The Federal Reserve, Banking, and Securities Regulators team is even better. Gary Gensler, who has been rumored as part of the Biden transition, is the team lead; he’s likely to get any number of jobs in the administration, including perhaps SEC commissioner. Gensler was a Goldman Sachs expat whom Obama put into the top job at the Commodity Futures Trading Commission, expecting a bank-friendly posture; he surprised everyone by being a hard-charging fighter trying to crack down on bank derivative practices. He even surprised the Obama team, who froze him out of any position in the second term.
Now Gensler’s back, and his team includes Baradaran, Green, Silvers, and Simon Johnson, along with Better Markets’ Dennis Kelleher, Columbia University’s Lev Menand (co-author of the “FedAccount” proposal to give everyone a bank account at the Federal Reserve), SEIU’s Renaye Manley, and Amanda Fischer, who was Sherrod Brown’s top banking staffer and Katie Porter’s chief of staff before moving to the Washington Center for Equitable Growth. If these review teams are any indication, the quiet Day One Agenda work of financial reform will be in very aggressive hands.
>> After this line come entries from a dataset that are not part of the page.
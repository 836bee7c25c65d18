use thiserror::Error;

#[derive(Error, Debug, Clone, PartialEq, Eq)]
pub enum GenerationError {
    /// A group larger than the team capacity can never be placed;
    /// generation must not proceed without caller intervention.
    #[error("group {label} has {size} members but teams hold at most {max_team_size}")]
    GroupTooLarge { label: String, size: usize, max_team_size: usize },
}

#[derive(Error, Debug, Clone, PartialEq, Eq)]
pub enum MoveError {
    #[error("player {0} not found")]
    PlayerNotFound(uuid::Uuid),

    #[error("team {0} not found")]
    TeamNotFound(uuid::Uuid),

    #[error("team {name} is full ({size}/{max_team_size})")]
    TeamFull { name: String, size: usize, max_team_size: usize },

    #[error("move would split group {label}; pass force to override")]
    SplitsGroup { label: String },

    #[error("move would put avoiding players {player} and {other} on the same team")]
    AvoidConflict { player: String, other: String },
}

pub type Result<T> = std::result::Result<T, GenerationError>;
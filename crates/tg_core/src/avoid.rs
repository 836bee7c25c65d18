//! Symmetric avoid-pair set resolved once from free-text avoid requests.

use fxhash::FxHashSet;
use uuid::Uuid;

use crate::matching::{NameResolver, ACCEPT_THRESHOLD};
use crate::models::Player;

/// Hard mutual-exclusion constraints between roster members.
///
/// Built once per generation by resolving every player's avoid list against
/// the rest of the roster. The set is symmetric: either side naming the
/// other blocks the pair.
#[derive(Debug, Default, Clone)]
pub struct AvoidSet {
    pairs: FxHashSet<(Uuid, Uuid)>,
}

impl AvoidSet {
    pub fn build(players: &[Player], resolver: &mut NameResolver) -> Self {
        let mut pairs = FxHashSet::default();

        for player in players {
            let others: Vec<&Player> = players.iter().filter(|p| p.id != player.id).collect();
            let other_names: Vec<String> = others.iter().map(|p| p.name.clone()).collect();

            for raw in &player.avoid_requests {
                let Some(best) = resolver.best(raw, &other_names, ACCEPT_THRESHOLD) else {
                    continue;
                };
                if let Some(target) = others.iter().find(|p| p.name == best.candidate) {
                    pairs.insert(ordered(player.id, target.id));
                }
            }
        }

        Self { pairs }
    }

    /// True when `a` and `b` may never share a team.
    pub fn blocks(&self, a: Uuid, b: Uuid) -> bool {
        self.pairs.contains(&ordered(a, b))
    }

    pub fn len(&self) -> usize {
        self.pairs.len()
    }

    pub fn is_empty(&self) -> bool {
        self.pairs.is_empty()
    }
}

fn ordered(a: Uuid, b: Uuid) -> (Uuid, Uuid) {
    if a <= b {
        (a, b)
    } else {
        (b, a)
    }
}

#[cfg(test)]
mod tests {
    use super::*;
    use crate::models::Gender;

    #[test]
    fn test_avoid_set_is_symmetric() {
        let mut ana = Player::new("Ana Diaz", Gender::Female, 5.0);
        let ben = Player::new("Ben Ko", Gender::Male, 5.0);
        ana.avoid_requests = vec!["Ben Ko".to_string()];

        let roster = vec![ana.clone(), ben.clone()];
        let mut resolver = NameResolver::new();
        let avoid = AvoidSet::build(&roster, &mut resolver);

        assert_eq!(avoid.len(), 1);
        assert!(avoid.blocks(ana.id, ben.id));
        assert!(avoid.blocks(ben.id, ana.id));
    }

    #[test]
    fn test_unresolvable_avoid_request_is_dropped() {
        let mut ana = Player::new("Ana Diaz", Gender::Female, 5.0);
        ana.avoid_requests = vec!["nobody on roster".to_string()];
        let ben = Player::new("Ben Ko", Gender::Male, 5.0);

        let roster = vec![ana, ben];
        let mut resolver = NameResolver::new();
        let avoid = AvoidSet::build(&roster, &mut resolver);
        assert!(avoid.is_empty());
    }

    #[test]
    fn test_fuzzy_avoid_request_resolves() {
        let mut ana = Player::new("Ana Diaz", Gender::Female, 5.0);
        // Nickname form of the roster entry "Michael Smith".
        ana.avoid_requests = vec!["mikesmith".to_string()];
        let mike = Player::new("Michael Smith", Gender::Male, 5.0);

        let roster = vec![ana.clone(), mike.clone()];
        let mut resolver = NameResolver::new();
        let avoid = AvoidSet::build(&roster, &mut resolver);
        assert!(avoid.blocks(ana.id, mike.id));
    }
}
There are other bright spots throughout the agency review teams, including heavy doses of members of the labor movement. Josh Orton, a top adviser to the Bernie Sanders campaign, is on the Department of Labor review team. But so is Seth Harris, a labor secretary hopeful who actually devised the labor policy that Uber and Lyft just passed in California with Prop 22 to deny its workers employee rights. Again, there’s a team-of-rivals aspect here.
One area where the team has no rivals, however, is the landing team for the Office of Management and Budget (OMB). And while this may not get as many headlines, it represents an effort by the tech industry to essentially commandeer the most critical agency for the Day One Agenda.
The review team is led by Martha Coven, a Princeton professor who spent six years at OMB during the Obama administration. But the team includes representatives from Lyft, Airbnb, Amazon Web Services, and WestExec Advisors, the strategic consulting firm set up as a landing spot for Obama national-security types to get rich advising corporate clients. The tech industry is decidedly overrepresented here.
A big reason why this matters is that OMB houses the Office of Information and Regulatory Affairs (OIRA), an obscure but powerful agency that reviews all regulations across the federal government. The Prospect has written an absurd amount about OIRA, because every way in which government acts flows through this team of fewer than 50 economists, who use cost-benefit analysis to determine whether it’s worth it to avoid noxious fumes in the atmosphere, or to prevent harmful chemicals from being ingested, or even to stop prison rape.
OMB houses the Office of Information and Regulatory Affairs (OIRA), an obscure but powerful agency that reviews all regulations across the federal government.
Historically, the agency has successfully delayed or even blocked rules, and has set itself up as an administrative gatekeeper, even in the Obama administration. If you control this one agency, you have the ability to influence the entire output of the executive branch. As it’s been explained to me, environmental groups would rather see no climate czar and a strong head of OIRA than a White House–level commitment to the climate crisis and a bad head of OIRA. “Big business is trying to take it over,” was the assessment from Matt Stoller of the American Economic Liberties Project. “It’s the choke point.”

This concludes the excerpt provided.